### DATA EXCERPTS
_ _ _

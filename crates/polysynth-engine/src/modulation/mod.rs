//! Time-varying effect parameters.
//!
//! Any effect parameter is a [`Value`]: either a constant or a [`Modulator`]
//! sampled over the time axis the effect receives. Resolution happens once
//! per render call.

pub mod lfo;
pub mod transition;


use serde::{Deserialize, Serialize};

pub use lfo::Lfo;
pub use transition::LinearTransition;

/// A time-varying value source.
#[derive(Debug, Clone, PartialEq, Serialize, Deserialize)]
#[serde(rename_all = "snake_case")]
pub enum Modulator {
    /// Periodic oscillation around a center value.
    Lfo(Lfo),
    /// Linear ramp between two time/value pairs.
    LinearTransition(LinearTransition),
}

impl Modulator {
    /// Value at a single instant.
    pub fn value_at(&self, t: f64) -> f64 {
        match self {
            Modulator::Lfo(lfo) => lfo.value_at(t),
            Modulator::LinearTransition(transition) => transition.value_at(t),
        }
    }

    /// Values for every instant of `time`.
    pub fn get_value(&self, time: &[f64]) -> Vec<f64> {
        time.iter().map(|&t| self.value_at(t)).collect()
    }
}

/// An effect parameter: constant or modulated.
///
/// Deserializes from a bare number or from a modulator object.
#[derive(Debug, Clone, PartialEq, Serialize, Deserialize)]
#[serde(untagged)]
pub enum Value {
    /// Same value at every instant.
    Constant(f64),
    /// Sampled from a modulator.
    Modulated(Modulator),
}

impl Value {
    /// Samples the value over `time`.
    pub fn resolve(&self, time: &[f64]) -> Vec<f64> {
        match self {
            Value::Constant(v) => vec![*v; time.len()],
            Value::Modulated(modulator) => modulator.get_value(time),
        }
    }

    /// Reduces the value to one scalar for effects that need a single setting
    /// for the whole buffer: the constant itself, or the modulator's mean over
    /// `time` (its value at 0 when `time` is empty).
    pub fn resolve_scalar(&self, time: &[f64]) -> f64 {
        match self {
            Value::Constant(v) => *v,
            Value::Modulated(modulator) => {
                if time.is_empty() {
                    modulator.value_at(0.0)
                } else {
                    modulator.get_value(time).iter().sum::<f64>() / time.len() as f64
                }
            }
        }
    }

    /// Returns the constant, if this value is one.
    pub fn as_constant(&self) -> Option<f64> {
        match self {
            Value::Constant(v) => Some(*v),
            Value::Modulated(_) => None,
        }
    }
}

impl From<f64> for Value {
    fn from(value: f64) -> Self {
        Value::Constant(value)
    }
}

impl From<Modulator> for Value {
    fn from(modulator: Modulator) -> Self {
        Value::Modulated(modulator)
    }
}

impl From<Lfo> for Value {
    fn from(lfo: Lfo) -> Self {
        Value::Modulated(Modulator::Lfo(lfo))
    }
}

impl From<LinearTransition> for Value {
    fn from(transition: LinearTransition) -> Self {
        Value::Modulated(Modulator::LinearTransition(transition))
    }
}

_ _ _

### REQUIREMENT
All the records, from the first line to the last: repeat them exactly.

### FINISHED TASK
filename crates/polysynth-engine/src/modulation/mod.rs
//! Time-varying effect parameters.
//!
//! Any effect parameter is a [`Value`]: either a constant or a [`Modulator`]
//! sampled over the time axis the effect receives. Resolution happens once
//! per render call.

pub mod lfo;
pub mod transition;


use serde::{Deserialize, Serialize};

pub use lfo::Lfo;
pub use transition::LinearTransition;

/// A time-varying value source.
#[derive(Debug, Clone, PartialEq, Serialize, Deserialize)]
#[serde(rename_all = "snake_case")]
pub enum Modulator {
    /// Periodic oscillation around a center value.
    Lfo(Lfo),
    /// Linear ramp between two time/value pairs.
    LinearTransition(LinearTransition),
}

impl Modulator {
    /// Value at a single instant.
    pub fn value_at(&self, t: f64) -> f64 {
        match self {
            Modulator::Lfo(lfo) => lfo.value_at(t),
            Modulator::LinearTransition(transition) => transition.value_at(t),
        }
    }

    /// Values for every instant of `time`.
    pub fn get_value(&self, time: &[f64]) -> Vec<f64> {
        time.iter().map(|&t| self.value_at(t)).collect()
    }
}

/// An effect parameter: constant or modulated.
///
/// Deserializes from a bare number or from a modulator object.
#[derive(Debug, Clone, PartialEq, Serialize, Deserialize)]
#[serde(untagged)]
pub enum Value {
    /// Same value at every instant.
    Constant(f64),
    /// Sampled from a modulator.
    Modulated(Modulator),
}

impl Value {
    /// Samples the value over `time`.
    pub fn resolve(&self, time: &[f64]) -> Vec<f64> {
        match self {
            Value::Constant(v) => vec![*v; time.len()],
            Value::Modulated(modulator) => modulator.get_value(time),
        }
    }

    /// Reduces the value to one scalar for effects that need a single setting
    /// for the whole buffer: the constant itself, or the modulator's mean over
    /// `time` (its value at 0 when `time` is empty).
    pub fn resolve_scalar(&self, time: &[f64]) -> f64 {
        match self {
            Value::Constant(v) => *v,
            Value::Modulated(modulator) => {
                if time.is_empty() {
                    modulator.value_at(0.0)
                } else {
                    modulator.get_value(time).iter().sum::<f64>() / time.len() as f64
                }
            }
        }
    }

    /// Returns the constant, if this value is one.
    pub fn as_constant(&self) -> Option<f64> {
        match self {
            Value::Constant(v) => Some(*v),
            Value::Modulated(_) => None,
        }
    }
}

impl From<f64> for Value {
    fn from(value: f64) -> Self {
        Value::Constant(value)
    }
}

impl From<Modulator> for Value {
    fn from(modulator: Modulator) -> Self {
        Value::Modulated(modulator)
    }
}

impl From<Lfo> for Value {
    fn from(lfo: Lfo) -> Self {
        Value::Modulated(Modulator::Lfo(lfo))
    }
}

impl From<LinearTransition> for Value {
    fn from(transition: LinearTransition) -> Self {
        Value::Modulated(Modulator::LinearTransition(transition))
    }
}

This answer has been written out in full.